Nissan unveiled its global restructuring this week after making a £5 billion ($6 billion) net loss in the last financial year. It will close its Barcelona factory with a loss of 2,800 jobs while the Spanish government has said this was the end of Nissan’s manufacturing in Europe. And so it is if Europe…

Coronavirus is obscuring much about the future of the EU — and Britain’s relationship with it. Not everyone is joining the dots, but business is. And this means the decision for a no-deal Brexit is being taken outside of the official negotiations.

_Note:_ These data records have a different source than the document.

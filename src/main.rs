//! EzVille bridge entry point
//!
//! Wires the long-running tasks together: the MQTT client and gateway link
//! feed one inbound channel drained by the bridge coordinator; the
//! transmitter drains the command channel; the watchdog watches the
//! receive clock. Ctrl+C flips the shutdown watch channel.

use clap::Parser;
use ezville_bridge::infra::{CommMode, Config};
use ezville_bridge::io::{Ew11Link, Transport};
use ezville_bridge::services::{AckRegistry, Bridge, Transmitter, Watchdog};
use parking_lot::Mutex;
use std::sync::Arc;
use tokio::sync::{mpsc, watch};
use tracing::info;
use tracing_subscriber::fmt::time::UtcTime;
use tracing_subscriber::EnvFilter;

/// EzVille wallpad RS-485 to MQTT bridge
#[derive(Parser, Debug)]
#[command(name = "ezville-bridge", version, about)]
struct Args {
    /// Path to the add-on options JSON file
    #[arg(short, long, default_value = "/data/options.json")]
    config: String,
}

#[tokio::main]
async fn main() -> anyhow::Result<()> {
    // Default INFO; use RUST_LOG=debug for full traffic visibility
    let filter = EnvFilter::try_from_default_env().unwrap_or_else(|_| EnvFilter::new("info"));

    tracing_subscriber::fmt()
        .with_env_filter(filter)
        .with_timer(UtcTime::rfc_3339())
        .with_target(false)
        .init();

    info!(version = env!("CARGO_PKG_VERSION"), "ezville_bridge_starting");

    let args = Args::parse();

    // A missing or malformed option is the only fatal runtime error
    let config = Config::from_file(&args.config)?;
    info!(
        config_file = %args.config,
        mode = ?config.mode(),
        mqtt_server = %config.mqtt_server(),
        ew11_addr = %config.ew11_addr(),
        "config_loaded"
    );

    let (shutdown_tx, shutdown_rx) = watch::channel(false);
    let (inbound_tx, inbound_rx) = mpsc::channel(1000);
    let (cmd_tx, cmd_rx) = mpsc::channel(64);
    let (discovery_done_tx, discovery_done_rx) = watch::channel(false);
    let acks = Arc::new(AckRegistry::new());
    let last_received = Arc::new(Mutex::new(None));

    // MQTT client: command subscriptions, broker-bridged gateway stream,
    // and every outbound publish
    let mqtt =
        ezville_bridge::io::mqtt::start_mqtt_client(&config, inbound_tx.clone(), shutdown_rx.clone());

    // Gateway link and outbound transport, per transport mode
    let transport = match config.mode() {
        CommMode::Mqtt => Transport::Broker(mqtt.clone()),
        CommMode::Socket | CommMode::Mixed => {
            let (frame_tx, frame_rx) = mpsc::channel(64);
            let link = Ew11Link::new(&config, inbound_tx.clone(), frame_rx);
            tokio::spawn(link.run(shutdown_rx.clone()));
            Transport::Socket(frame_tx)
        }
    };

    let transmitter =
        Transmitter::new(&config, cmd_rx, transport, acks.clone(), discovery_done_rx);
    tokio::spawn(transmitter.run());

    let watchdog = Watchdog::new(&config, last_received.clone());
    tokio::spawn(watchdog.run(shutdown_rx.clone()));

    // Handle shutdown on Ctrl+C
    tokio::spawn(async move {
        tokio::signal::ctrl_c().await.ok();
        info!("shutdown_signal_received");
        let _ = shutdown_tx.send(true);
    });

    // Run the coordinator - consumes inbound messages until shutdown
    let mut bridge =
        Bridge::new(config, mqtt, cmd_tx, acks, discovery_done_tx, last_received);
    bridge.run(inbound_rx, shutdown_rx).await;

    info!("ezville-bridge shutdown complete");
    Ok(())
}
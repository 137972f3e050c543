//! Services - the protocol engine
//!
//! - `framer` - splits the raw gateway byte stream into validated frames
//! - `decoder` - packet classification and per-class state decoding
//! - `discovery` - Home Assistant discovery registration payloads
//! - `bridge` - the coordinator owning all mutable wallpad state
//! - `command` - command encoding, pending acks and the retry transmitter
//! - `watchdog` - gateway staleness detection and telnet reboot

pub mod bridge;
pub mod command;
pub mod decoder;
pub mod discovery;
pub mod framer;
pub mod watchdog;

// Re-export commonly used types
pub use bridge::Bridge;
pub use command::{AckRegistry, CommandEntry, Transmitter};
pub use framer::Framer;
pub use watchdog::Watchdog;
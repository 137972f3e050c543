//! Configuration loading from the add-on options JSON file
//!
//! The bridge runs as a Home Assistant add-on and reads its options once at
//! startup from `/data/options.json` (overridable with `--config`). A missing
//! or malformed required key is fatal; everything after startup is expected
//! to run with a fixed configuration.

use anyhow::Context;
use serde::Deserialize;
use std::fs;
use std::path::Path;
use std::time::Duration;

/// Transport selection for the EW11 gateway link
#[derive(Debug, Clone, Copy, PartialEq, Eq, Deserialize)]
#[serde(rename_all = "lowercase")]
pub enum CommMode {
    /// Receive and transmit over a direct TCP connection
    Socket,
    /// Both directions bridged over the broker (`ew11/recv` / `ew11/send`)
    Mqtt,
    /// Receive via the broker, transmit over TCP
    Mixed,
}

/// Raw shape of the options file
#[derive(Debug, Deserialize)]
struct RawConfig {
    mode: CommMode,
    mqtt_server: String,
    mqtt_id: String,
    mqtt_password: String,
    ew11_server: String,
    ew11_port: u16,
    ew11_id: String,
    ew11_password: String,
    ew11_buffer_size: usize,
    ew11_timeout: u64,
    command_send_count: u32,
    command_interval: f64,
    command_retry_count: u32,
    random_backoff: bool,
    state_loop_delay: f64,
    command_loop_delay: f64,
    serial_recv_delay: f64,
    #[serde(rename = "DEBUG")]
    debug: bool,
    mqtt_log: bool,
    ew11_log: bool,
}

/// Main configuration struct used throughout the application
#[derive(Debug, Clone)]
pub struct Config {
    mode: CommMode,
    mqtt_server: String,
    mqtt_id: String,
    mqtt_password: String,
    ew11_server: String,
    ew11_port: u16,
    ew11_id: String,
    ew11_password: String,
    ew11_buffer_size: usize,
    ew11_timeout_secs: u64,
    command_send_count: u32,
    command_interval_secs: f64,
    command_retry_count: u32,
    random_backoff: bool,
    state_loop_delay_secs: f64,
    command_loop_delay_secs: f64,
    serial_recv_delay_secs: f64,
    debug: bool,
    mqtt_log: bool,
    ew11_log: bool,
}

impl Default for Config {
    fn default() -> Self {
        Self {
            mode: CommMode::Socket,
            mqtt_server: "localhost".to_string(),
            mqtt_id: "ezville".to_string(),
            mqtt_password: String::new(),
            ew11_server: "192.168.0.2".to_string(),
            ew11_port: 8899,
            ew11_id: "admin".to_string(),
            ew11_password: "admin".to_string(),
            ew11_buffer_size: 64,
            ew11_timeout_secs: 300,
            command_send_count: 1,
            command_interval_secs: 0.3,
            command_retry_count: 10,
            random_backoff: false,
            state_loop_delay_secs: 0.02,
            command_loop_delay_secs: 0.05,
            serial_recv_delay_secs: 0.1,
            debug: false,
            mqtt_log: false,
            ew11_log: false,
        }
    }
}

impl Config {
    /// Load configuration from a JSON options file
    pub fn from_file<P: AsRef<Path>>(path: P) -> anyhow::Result<Self> {
        let path = path.as_ref();
        let content = fs::read_to_string(path)
            .with_context(|| format!("Failed to read config file {}", path.display()))?;

        let raw: RawConfig = serde_json::from_str(&content)
            .with_context(|| format!("Failed to parse config file {}", path.display()))?;

        Ok(Self {
            mode: raw.mode,
            mqtt_server: raw.mqtt_server,
            mqtt_id: raw.mqtt_id,
            mqtt_password: raw.mqtt_password,
            ew11_server: raw.ew11_server,
            ew11_port: raw.ew11_port,
            ew11_id: raw.ew11_id,
            ew11_password: raw.ew11_password,
            ew11_buffer_size: raw.ew11_buffer_size,
            ew11_timeout_secs: raw.ew11_timeout,
            command_send_count: raw.command_send_count,
            command_interval_secs: raw.command_interval,
            command_retry_count: raw.command_retry_count,
            random_backoff: raw.random_backoff,
            state_loop_delay_secs: raw.state_loop_delay,
            command_loop_delay_secs: raw.command_loop_delay,
            serial_recv_delay_secs: raw.serial_recv_delay,
            debug: raw.debug,
            mqtt_log: raw.mqtt_log,
            ew11_log: raw.ew11_log,
        })
    }

    pub fn mode(&self) -> CommMode {
        self.mode
    }

    pub fn mqtt_server(&self) -> &str {
        &self.mqtt_server
    }

    pub fn mqtt_id(&self) -> &str {
        &self.mqtt_id
    }

    pub fn mqtt_password(&self) -> &str {
        &self.mqtt_password
    }

    pub fn ew11_server(&self) -> &str {
        &self.ew11_server
    }

    pub fn ew11_port(&self) -> u16 {
        self.ew11_port
    }

    /// `host:port` address of the gateway data channel
    pub fn ew11_addr(&self) -> String {
        format!("{}:{}", self.ew11_server, self.ew11_port)
    }

    pub fn ew11_id(&self) -> &str {
        &self.ew11_id
    }

    pub fn ew11_password(&self) -> &str {
        &self.ew11_password
    }

    pub fn ew11_buffer_size(&self) -> usize {
        self.ew11_buffer_size
    }

    /// Staleness threshold and wake period of the gateway watchdog
    pub fn ew11_timeout(&self) -> Duration {
        Duration::from_secs(self.ew11_timeout_secs)
    }

    /// Back-to-back transmissions per command attempt
    pub fn command_send_count(&self) -> u32 {
        self.command_send_count
    }

    /// Ack wait between retry attempts
    pub fn command_interval(&self) -> Duration {
        Duration::from_secs_f64(self.command_interval_secs)
    }

    pub fn command_retry_count(&self) -> u32 {
        self.command_retry_count
    }

    pub fn random_backoff(&self) -> bool {
        self.random_backoff
    }

    pub fn state_loop_delay(&self) -> Duration {
        Duration::from_secs_f64(self.state_loop_delay_secs)
    }

    pub fn command_loop_delay(&self) -> Duration {
        Duration::from_secs_f64(self.command_loop_delay_secs)
    }

    pub fn serial_recv_delay(&self) -> Duration {
        Duration::from_secs_f64(self.serial_recv_delay_secs)
    }

    pub fn debug(&self) -> bool {
        self.debug
    }

    pub fn mqtt_log(&self) -> bool {
        self.mqtt_log
    }

    pub fn ew11_log(&self) -> bool {
        self.ew11_log
    }

    /// Builder method for tests to set the retry parameters
    #[cfg(test)]
    pub fn with_command_timing(
        mut self,
        send_count: u32,
        interval: Duration,
        retry_count: u32,
    ) -> Self {
        self.command_send_count = send_count;
        self.command_interval_secs = interval.as_secs_f64();
        self.command_retry_count = retry_count;
        self
    }

    /// Builder method for tests to set the command loop delay
    #[cfg(test)]
    pub fn with_command_loop_delay(mut self, delay: Duration) -> Self {
        self.command_loop_delay_secs = delay.as_secs_f64();
        self
    }
}
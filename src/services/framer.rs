//! RS-485 stream framing
//!
//! The gateway hands the bridge arbitrary chunks of the serial byte stream,
//! so frame boundaries never line up with read boundaries. The framer keeps
//! the unconsumed tail of the previous chunk and re-scans once more bytes
//! arrive; a start byte whose frame fails checksum validation is treated as
//! spurious and scanning resumes one byte later.

use crate::domain::protocol::{self, FRAME_START, HEADER_LEN};
use bytes::{Buf, BytesMut};

pub struct Framer {
    residue: BytesMut,
}

impl Framer {
    pub fn new() -> Self {
        Self { residue: BytesMut::with_capacity(256) }
    }

    /// Append a chunk of gateway bytes and extract every complete, valid
    /// frame, in arrival order. Partial frames stay buffered for the next
    /// call, so chunk boundaries never change the emitted frame sequence.
    pub fn feed(&mut self, chunk: &[u8]) -> Vec<Vec<u8>> {
        self.residue.extend_from_slice(chunk);

        let mut frames = Vec::new();
        let buf = &self.residue[..];
        let len = buf.len();
        let mut k = 0;

        while k < len {
            if buf[k] != FRAME_START {
                k += 1;
                continue;
            }
            // Need the header through the length byte to size the frame
            if k + HEADER_LEN > len {
                break;
            }
            let total = protocol::frame_len(buf[k + 4]);
            if k + total > len {
                break;
            }
            let candidate = &buf[k..k + total];
            if protocol::validate(candidate) {
                frames.push(candidate.to_vec());
                k += total;
            } else {
                k += 1;
            }
        }

        self.residue.advance(k);
        frames
    }

    /// Bytes currently held back as a partial frame
    pub fn residue_len(&self) -> usize {
        self.residue.len()
    }
}

impl Default for Framer {
    fn default() -> Self {
        Self::new()
    }
}
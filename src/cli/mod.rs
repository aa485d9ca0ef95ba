//! # CLI Module
//!
//! This module contains the command-line interface implementation.
//! It uses clap for argument parsing; the run logic lives in [`run`].

mod run;

use std::path::PathBuf;

use clap::Parser;
use clap::builder::styling::{AnsiColor, Color, Style, Styles};
pub use run::run;

use crate::logging::ColorMode;

const CUSTOM_STYLES: Styles = Styles::styled()
  .header(Style::new().fg_color(Some(Color::Ansi(AnsiColor::Green))).bold())
  .usage(Style::new().fg_color(Some(Color::Ansi(AnsiColor::Green))).bold())
  .literal(Style::new().fg_color(Some(Color::Ansi(AnsiColor::Blue))).bold())
  .placeholder(Style::new().fg_color(Some(Color::Ansi(AnsiColor::Cyan))))
  .error(Style::new().fg_color(Some(Color::Ansi(AnsiColor::Red))).bold())
  .valid(Style::new().fg_color(Some(Color::Ansi(AnsiColor::Green))))
  .invalid(Style::new().fg_color(Some(Color::Ansi(AnsiColor::Yellow))));

/// Top-level CLI arguments
#[derive(Parser, Debug)]
#[command(
  author,
  version,
  about,
  styles = CUSTOM_STYLES,
  after_help = "Examples:
  # Add the license header to every supported file under src/
  licenser --license-file LICENSE.txt src/

  # Recurse into nested directories and skip vendored code
  licenser --license-file LICENSE.txt --recurse --prune vendor src/

  # Remove the header again
  licenser --license-file LICENSE.txt --delete src/

  # Report which files carry the header, without writing anything
  licenser --license-file LICENSE.txt --list src/ include/

  # Restrict processing to a glob
  licenser --license-file LICENSE.txt 'src/**/*.py'

  # Save a JSON report of the run
  licenser --license-file LICENSE.txt --report-json report.json src/
",
  help_template = "{before-help}{name} v{version}
{about-section}
{usage-heading} {usage}

{all-args}{after-help}
"
)]
pub struct Cli {
  /// Files, directories, or glob patterns to process
  #[arg(required = true)]
  pub sources: Vec<String>,

  /// License file whose text becomes the header block
  #[arg(long, short = 'l', value_name = "FILE")]
  pub license_file: PathBuf,

  /// Remove the license header instead of adding it
  #[arg(long, short = 'd', group = "mode")]
  pub delete: bool,

  /// List per-file license status without modifying anything
  #[arg(long, short = 'L', group = "mode")]
  pub list: bool,

  /// Recurse into subdirectories of directory sources
  #[arg(long, short = 'r')]
  pub recurse: bool,

  /// Paths to skip: filenames, directories, or glob patterns (repeatable)
  #[arg(long, short = 'p', value_name = "PATTERN")]
  pub prune: Vec<String>,

  /// Path to config file (default: .licenser.toml in the workspace root)
  #[arg(long, value_name = "FILE")]
  pub config: Option<PathBuf>,

  /// Ignore config file even if present
  #[arg(long)]
  pub no_config: bool,

  /// Generate a JSON report of the run and save to the specified path
  #[arg(long, value_name = "OUTPUT")]
  pub report_json: Option<PathBuf>,

  /// Increase verbosity (-v info, -vv debug, -vvv trace)
  #[arg(short, long, action = clap::ArgAction::Count)]
  pub verbose: u8,

  /// Suppress all output except errors
  #[arg(short, long, conflicts_with = "verbose")]
  pub quiet: bool,

  /// Control when to use colored output (auto, never, always)
  #[arg(
    long,
    value_name = "WHEN",
    num_args = 0..=1,
    default_value_t = ColorMode::Auto,
    default_missing_value = "always",
    value_enum
  )]
  pub colors: ColorMode,
}

impl Cli {
  /// Parse CLI arguments and return the Cli struct
  pub fn parse_args() -> Self {
    Self::parse()
  }
}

Nissan unveiled its global restructuring this week after making a £5 billion ($6 billion) net loss in the last financial year. It will close its Barcelona factory with a loss of 2,800 jobs while the Spanish government has said this was the end of Nissan’s manufacturing in Europe. And so it is if Europe means the EU. For Nissan also announced that the future of its UK plant in Sunderland was secure. Why is this significant? If we cast our minds back to a pre-COVID world, on February 3 the Financial Times carried a headline ‘Nissan drafts plan to double down on UK under hard Brexit’. According to the leak from two individuals involved in the discussions, in the event of a hard Brexit and UK-EU tariffs on car exports, the Japanese carmaker would concentrate on boosting its 4 percent UK market share to 20 percent.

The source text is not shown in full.